## INSTRUCTIONS TO FOLLOW
Look through the records that follow. Copy every line containing the word "cloned".

## INFORMATION SUPPLIED
impl PointerAnalysis {
    /// Analyze every pointer of `f`. Merge placeholders (and widening casts for sizes) are
    /// inserted into `f` as a side effect.
    pub fn analyze(f: &mut Function, oracle: &dyn AliasOracle) -> Result<Self, AnalysisError> {
        let mut infos: UnorderedMap<ValueId, PointerInfo> = Default::default();
        let mut placeholders: UnorderedSet<ValueId> = Default::default();
        let mut derived: Vec<(ValueId, ValueId, Option<ValueId>)> = vec![];
        let mut merges: Vec<(ValueId, BlockId, Vec<(Operand, BlockId)>, ValueId, ValueId)> = vec![];

        // Seed: parameters
        let params = f.params.clone();
        for &p in &params {
            if !f.value_type(p).is_pointer() {
                continue;
            }
            if !is_argument_vector_signature(f) || p != params[1] {
                return Err(unsupported(
                    f,
                    p,
                    "pointer parameter with no allocation site in this function",
                ));
            }
            let entry = f.entry();
            let argc = Operand::Value(params[0]);
            let name = format!("{}.wide", f.value_name(params[0]));
            let count = widen_to_i64(f, &argc, entry, 0, &name)?;
            infos.insert(
                p,
                PointerInfo {
                    provenance: Provenance::ExternalParameter,
                    bit_width: Operand::i64(POINTER_BITS as i64),
                    count,
                    aliases: std::iter::once(p).collect(),
                    offset_index: None,
                },
            );
        }

        // Seed: instructions
        let pointer_defs: Vec<(BlockId, ValueId, InstKind)> = f
            .instructions()
            .filter_map(|(b, i)| i.result.map(|r| (b, r, i.kind.clone())))
            .filter(|(_, r, _)| f.value_type(*r).is_pointer())
            .collect();
        for (block, v, kind) in pointer_defs {
            match kind {
                InstKind::Alloca { elem, count } => {
                    infos.insert(
                        v,
                        PointerInfo {
                            provenance: Provenance::Allocation,
                            bit_width: Operand::i64(elem.store_bits() as i64),
                            count: Operand::i64(count as i64),
                            aliases: std::iter::once(v).collect(),
                            offset_index: None,
                        },
                    );
                }
                InstKind::Malloc { bytes } => {
                    let idx = position_of(f, block, v).map(|i| i + 1).unwrap_or(0);
                    let name = format!("{}.bytes", f.value_name(v));
                    let count = widen_to_i64(f, &bytes, block, idx, &name)?;
                    infos.insert(
                        v,
                        PointerInfo {
                            provenance: Provenance::Allocation,
                            bit_width: Operand::i64(8),
                            count,
                            aliases: std::iter::once(v).collect(),
                            offset_index: None,
                        },
                    );
                }
                InstKind::Phi { incoming } => {
                    let base = f.value_name(v).to_string();
                    let bits = f.new_value(&format!("{}.bits", base), Type::i64());
                    let count = f.new_value(&format!("{}.count", base), Type::i64());
                    for ph in [count, bits] {
                        f.insert_front(
                            block,
                            Instruction::new(Some(ph), InstKind::Phi { incoming: vec![] }),
                        );
                        placeholders.insert(ph);
                    }
                    infos.insert(
                        v,
                        PointerInfo {
                            provenance: Provenance::Merge,
                            bit_width: Operand::Value(bits),
                            count: Operand::Value(count),
                            aliases: incoming.iter().filter_map(|(op, _)| op.as_value()).collect(),
                            offset_index: None,
                        },
                    );
                    merges.push((v, block, incoming, bits, count));
                }
                InstKind::Gep { ptr: source, index } => match source {
                    Operand::Value(s) => derived.push((v, s, index.as_value())),
                    Operand::Const(_) => {
                        return Err(unsupported(f, v, "address computed from a constant"))
                    }
                },
                InstKind::Load { ptr: source } => match source {
                    Operand::Value(s) => derived.push((v, s, None)),
                    Operand::Const(_) => {
                        return Err(unsupported(f, v, "load through a constant address"))
                    }
                },
                InstKind::Cast { value, .. } => {
                    if !f.operand_type(&value).is_pointer() {
                        return Err(unsupported(f, v, "integer to pointer conversion"));
                    }
                    match value {
                        Operand::Value(s) => derived.push((v, s, None)),
                        Operand::Const(_) => {
                            return Err(unsupported(f, v, "reinterpretation of a constant"))
                        }
                    }
                }
                InstKind::Runtime(RuntimeCall::RestartReadAlias { .. }) => {
                    return Err(unsupported(f, v, "produced by the restart runtime"));
                }
                _ => return Err(unsupported(f, v, "no provenance rule for this instruction")),
            }
        }

        // Derived closure
        let mut passes = 0;
        while !derived.is_empty() {
            passes += 1;
            let before = derived.len();
            derived.retain(|&(v, s, offset_index)| match infos.get(&s) {
                Some(src) => {
                    let info = PointerInfo {
                        provenance: Provenance::Derived { source: s },
                        bit_width: src.bit_width.clone(),
                        count: src.count.clone(),
                        aliases: std::iter::once(s).collect(),
                        offset_index,
                    };
                    infos.insert(v, info);
                    false
                }
                None => true,
            });
            if derived.len() == before {
                let v = derived.iter().map(|&(v, _, _)| v).min().unwrap_or(derived[0].0);
                return Err(AnalysisError::UnresolvedDerivedPointer {
                    value: f.value_name(v).to_string(),
                });
            }
        }
        trace!("Derived pointer closure done"; "passes" => passes);

        // Merge closure, part one: fill the width/count placeholders from each predecessor
        for (v, block, incoming, bits, count) in &merges {
            let mut bits_in = vec![];
            let mut count_in = vec![];
            for (op, pred) in incoming {
                let (b, c) = match op {
                    Operand::Value(s) => match infos.get(s) {
                        Some(info) => (info.bit_width.clone(), info.count.clone()),
                        None => {
                            return Err(unsupported(f, *v, "incoming pointer has no metadata"))
                        }
                    },
                    Operand::Const(_) => (Operand::i64(0), Operand::i64(0)),
                };
                bits_in.push((b, *pred));
                count_in.push((c, *pred));
            }
            for (ph, new_incoming) in [(*bits, bits_in), (*count, count_in)] {
                let pos = position_of(f, *block, ph).ok_or_else(|| {
                    AnalysisError::Malformed(format!("lost placeholder `%{}`", f.value_name(ph)))
                })?;
                f.block_mut(*block).insts[pos].kind = InstKind::Phi {
                    incoming: new_incoming,
                };
            }
        }
        Self::collapse_placeholders(f, &mut infos, &mut placeholders);

        // Merge closure, part two: replace merged pointers inside alias sets of merged pointers
        let merge_ptrs: Vec<ValueId> = {
            let mut m: Vec<ValueId> = merges.iter().map(|m| m.0).collect();
            m.sort();
            m
        };
        let is_merge: UnorderedSet<ValueId> = merge_ptrs.iter().cloned().collect();
        let mut expanded: UnorderedMap<ValueId, UnorderedSet<ValueId>> = Default::default();
        let mut passes = 0;
        loop {
            passes += 1;
            let mut changed = false;
            for &p in &merge_ptrs {
                let pending: Vec<ValueId> = infos[&p]
                    .aliases
                    .iter()
                    .filter(|m| is_merge.contains(*m))
                    .cloned()
                    .collect();
                for m in pending {
                    let done = expanded.entry(p).or_default();
                    done.insert(m);
                    let replacement: Vec<ValueId> = if m == p {
                        vec![]
                    } else {
                        infos[&m]
                            .aliases
                            .iter()
                            .filter(|&&x| x != p && !done.contains(&x))
                            .filter(|&&x| oracle.alias(p, x) != AliasResult::NoAlias)
                            .cloned()
                            .collect()
                    };
                    if let Some(info) = infos.get_mut(&p) {
                        info.aliases.remove(&m);
                        info.aliases.extend(replacement);
                    }
                    changed = true;
                }
            }
            if !changed {
                break;
            }
        }
        trace!("Merge alias closure done"; "passes" => passes);

        for (v, info) in infos.iter() {
            trace!(
                "Pointer metadata";
                "pointer" => f.value_name(*v),
                "provenance" => ?info.provenance,
                "bit_width" => f.display_operand(&info.bit_width),
                "count" => f.display_operand(&info.count),
                "aliases" => ?info.aliases.iter().map(|a| f.value_name(*a)).collect::<Vec<_>>(),
            );
        }

        Ok(Self {
            infos,
            placeholders,
        })
    }

    /// Remove placeholders whose predecessors all agree, substituting the agreed operand
    /// everywhere (including other placeholders, hence the loop).
    fn collapse_placeholders(
        f: &mut Function,
        infos: &mut UnorderedMap<ValueId, PointerInfo>,
        placeholders: &mut UnorderedSet<ValueId>,
    ) {
        let sites = f.definition_sites();
        loop {
            let mut collapsed = None;
            for ph in placeholders.sorted() {
                let site = match sites.get(ph) {
                    Some(&s) => s,
                    None => continue,
                };
                let block = f.block(site.0);
                let inst = block.insts.iter().find(|i| i.result == Some(*ph));
                if let Some(Instruction {
                    kind: InstKind::Phi { incoming },
                    ..
                }) = inst
                {
                    let mut distinct: Vec<&Operand> = incoming
                        .iter()
                        .map(|(op, _)| op)
                        .filter(|op| **op != Operand::Value(*ph))
                        .collect();
                    distinct.dedup();
                    distinct.sort();
                    distinct.dedup();
                    if distinct.len() == 1 {
                        collapsed = Some((*ph, distinct[0].clone()));
                        break;
                    }
                }
            }
            let (ph, with) = match collapsed {
                Some(c) => c,
                None => break,
            };
            f.erase_definition(ph);
            f.replace_all_uses(ph, &with);
            for info in infos.values_mut() {
                for op in [&mut info.bit_width, &mut info.count] {
                    if *op == Operand::Value(ph) {
                        *op = with.clone();
                    }
                }
            }
            placeholders.remove(&ph);
        }
    }

    pub fn info(&self, v: ValueId) -> Option<&PointerInfo> {
        self.infos.get(&v)
    }

    pub fn pointers(&self) -> impl Iterator<Item = (&ValueId, &PointerInfo)> {
        self.infos.iter()
    }

    pub fn is_placeholder(&self, v: ValueId) -> bool {
        self.placeholders.contains(&v)
    }

    /// Every value that must be kept alive wherever `v` is: the size values of `v`, the index it
    /// is computed with, the operands of derived alias members rejected by `keep_alias`, and its
    /// alias members accepted by `keep_alias` along with their own dependencies, transitively.
    /// Returned in discovery order, without `v` itself.
    pub fn dependencies(&self, v: ValueId, keep_alias: impl Fn(ValueId) -> bool) -> Vec<ValueId> {
        let mut out = vec![];
        let mut seen: UnorderedSet<ValueId> = std::iter::once(v).collect();
        let mut bypassed: UnorderedSet<ValueId> = Default::default();
        let mut stack = vec![v];
        while let Some(x) = stack.pop() {
            let info = match self.infos.get(&x) {
                Some(i) => i,
                None => continue,
            };
            for s in info.size_values().chain(info.offset_index) {
                if seen.insert(s) {
                    out.push(s);
                }
            }
            let mut pending: Vec<ValueId> = info.aliases.iter().cloned().collect();
            pending.sort_by(|a, b| b.cmp(a));
            while let Some(m) = pending.pop() {
                if keep_alias(m) {
                    if seen.insert(m) {
                        out.push(m);
                        stack.push(m);
                    }
                    continue;
                }
                // A derived member that is not kept is reached through what it is computed from
                if seen.contains(&m) || !bypassed.insert(m) {
                    continue;
                }
                if let Some(mi) = self.infos.get(&m) {
                    if let Provenance::Derived { source } = mi.provenance {
                        pending.extend(mi.offset_index);
                        pending.push(source);
                    }
                }
            }
        }
        out
    }
}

## RESULT OF THE EXERCISE
        let is_merge: UnorderedSet<ValueId> = merge_ptrs.iter().cloned().collect();
                    .cloned()
                            .cloned()
            let mut pending: Vec<ValueId> = info.aliases.iter().cloned().collect();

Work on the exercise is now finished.